Bojonegoro – Sekretaris Desa (Sekdes) Talok, Kecamatan Kalitidu, Mochamad Alfin Budhi Prasetyo, dicopot dari jabatannya secara sepihak oleh Kepala Desa Samudi. Penunjukan Pelaksana Tugas (Plt) Sekdes dilakukan tanpa prosedur yang jelas, melanggar ketentuan UU Desa No. 3 Tahun 2024. Ironisnya, Dinas Pemberdayaan Masyarakat dan Desa (DPMD) Bojonegoro justru bungkam saat dikonfirmasi, menimbulkan dugaan pembiaran oleh pemerintah daerah.

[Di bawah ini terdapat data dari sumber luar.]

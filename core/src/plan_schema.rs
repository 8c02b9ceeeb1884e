//! The embedded plan schema and the tool-call validator.
//!
//! Validation happens in three stages, cheapest first: empty arguments,
//! JSON decode, then a full JSON Schema evaluation. Each failure carries a
//! ready-to-append observation payload so the runtime can run the feedback
//! protocol without re-deriving anything.

use goagent_protocol::PlanObservationPayload;
use goagent_protocol::PlanResponse;
use goagent_protocol::ToolCall;
use serde_json::json;
use serde_json::Value;

use crate::error::AgentErr;
use crate::error::Result;

/// A rejected plan tool call, with the feedback to send back.
#[derive(Debug, Clone)]
pub struct ValidationFailure {
    pub summary: String,
    pub details: String,
    pub payload: PlanObservationPayload,
}

impl ValidationFailure {
    fn json_parse(details: String) -> Self {
        Self {
            summary: "Model response was not valid plan JSON.".to_string(),
            payload: PlanObservationPayload {
                summary: "Model response was not valid plan JSON.".to_string(),
                details: details.clone(),
                json_parse_error: true,
                response_validation_error: true,
                ..Default::default()
            },
            details,
        }
    }

    fn schema(details: String) -> Self {
        Self {
            summary: "Model plan failed schema validation.".to_string(),
            payload: PlanObservationPayload {
                summary: "Model plan failed schema validation.".to_string(),
                details: details.clone(),
                schema_validation_error: true,
                response_validation_error: true,
                ..Default::default()
            },
            details,
        }
    }
}

/// Compiled validator for the plan tool's `parameters` schema.
pub struct PlanValidator {
    compiled: jsonschema::Validator,
}

impl PlanValidator {
    /// Compile the embedded schema. A failure here is fatal for the
    /// runtime, not a per-request validation error.
    pub fn new() -> Result<Self> {
        let schema = plan_parameters_schema();
        let compiled =
            jsonschema::validator_for(&schema).map_err(|err| AgentErr::Schema(err.to_string()))?;
        Ok(Self { compiled })
    }

    /// Check a streamed tool call and decode it into a [`PlanResponse`].
    pub fn validate(
        &self,
        tool_call: &ToolCall,
    ) -> std::result::Result<PlanResponse, Box<ValidationFailure>> {
        let raw = tool_call.arguments.trim();
        if raw.is_empty() {
            return Err(Box::new(ValidationFailure::json_parse(
                "tool arguments were empty".to_string(),
            )));
        }
        let instance: Value = serde_json::from_str(raw)
            .map_err(|err| Box::new(ValidationFailure::json_parse(err.to_string())))?;
        let response: PlanResponse = serde_json::from_value(instance.clone())
            .map_err(|err| Box::new(ValidationFailure::json_parse(err.to_string())))?;
        let issues: Vec<String> = self
            .compiled
            .iter_errors(&instance)
            .map(|err| err.to_string())
            .collect();
        if !issues.is_empty() {
            return Err(Box::new(ValidationFailure::schema(issues.join("; "))));
        }
        Ok(response)
    }
}

/// JSON Schema for the plan tool's arguments. Mirrors [`PlanResponse`]
/// field for field; the wire names are camelCase.
pub fn plan_parameters_schema() -> Value {
    json!({
        "$schema": "https://json-schema.org/draft/2020-12/schema",
        "type": "object",
        "additionalProperties": false,
        "required": ["message", "plan", "requireHumanInput"],
        "properties": {
            "message": {
                "type": "string",
                "description": "Short status update for the operator."
            },
            "reasoning": {
                "type": "array",
                "items": { "type": "string" },
                "description": "Optional reasoning notes, one per entry."
            },
            "requireHumanInput": {
                "type": "boolean",
                "description": "True when the agent is blocked on the operator."
            },
            "plan": {
                "type": "array",
                "items": {
                    "type": "object",
                    "additionalProperties": false,
                    "required": ["id", "title", "status", "command"],
                    "properties": {
                        "id": { "type": "string", "minLength": 1 },
                        "title": { "type": "string" },
                        "status": {
                            "type": "string",
                            "enum": ["Pending", "Completed", "Failed", "Abandoned"]
                        },
                        "waitingForId": {
                            "type": ["array", "null"],
                            "items": { "type": "string" }
                        },
                        "observation": { "type": ["string", "null"] },
                        "command": {
                            "type": "object",
                            "additionalProperties": false,
                            "required": ["shell", "run"],
                            "properties": {
                                "reason": { "type": "string" },
                                "shell": {
                                    "type": "string",
                                    "description": "Executable to run, or 'openagent' for built-in commands."
                                },
                                "run": { "type": "string" },
                                "cwd": { "type": "string" },
                                "timeoutSec": { "type": "integer" },
                                "filterRegex": { "type": "string" },
                                "tailLines": { "type": "integer" },
                                "maxBytes": { "type": "integer" }
                            }
                        }
                    }
                }
            }
        }
    })
}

Kepala Desa Samudi menunjuk perangkat desa lain sebagai Plt Sekdes Talok tanpa dasar regulasi yang sah. Padahal, Pasal 26 ayat (2) huruf b UU No. 3 Tahun 2024 tentang Desa menegaskan bahwa Kepala Desa hanya berwenang mengusulkan pengangkatan dan pemberhentian perangkat desa kepada Bupati/Wali Kota, bukan memutuskan sendiri.

Lebih jauh, Pasal 115 UU Desa No. 3 Tahun 2024 mewajibkan Pemerintah Kabupaten melalui DPMD untuk melakukan pembinaan dan pengawasan terhadap penyelenggaraan pemerintahan desa. Artinya, DPMD semestinya hadir meluruskan persoalan ini, bukan justru diam.

Di sisi lain, dalam proses hukum, Sekdes Talok menang di Pengadilan Tinggi Surabaya pada 14 Agustus 2024 melalui putusan Nomor 534/PDT/2024/PT SBY yang menguatkan putusan PN Bojonegoro Nomor 66/Pdt.G/2023/PN Bjn. PN sebelumnya menolak seluruh gugatan Kades Samudi terkait tuduhannya kepada Sekdes Talok tentang penyalahgunaan dana desa sebesar Rp313 juta lebih.

Meski begitu, persoalan mendasar tetap ada: pemberhentian perangkat desa tanpa prosedur yang sah. Namun, Kepala DPMD Bojonegoro, Machmuddin, saat dikonfirmasi mengenai masalah ini, seakan memilih diam atau bungkam.

Sementara itu, Ketua BPD Talok, Rofi’i, ketika dikonfirmasi via WhatsApp, menegaskan dirinya tidak pernah diajak musyawarah terkait pemberhentian Sekdes.
“Kulo kok mboten diJak musawaroh terkait niku. Tapi dari pihak kecamatan, menerima. Kulo kepingin kondusip,” ujar Rofi’i.
(“Saya tidak pernah diajak musyawarah terkait itu. Tapi pihak kecamatan menerima. Saya hanya ingin kondusif,” jelasnya).

“Kalau perangkat desa bisa diberhentikan seenaknya, ini bahaya bagi tata kelola pemerintahan desa. DPMD mestinya bertindak, bukan bungkam,” ujar seorang pemerhati desa di Bojonegoro.

Hingga kini, publik masih menunggu langkah Pemkab Bojonegoro: apakah tetap membiarkan polemik ini, atau segera meluruskan agar pemerintahan desa berjalan sesuai aturan.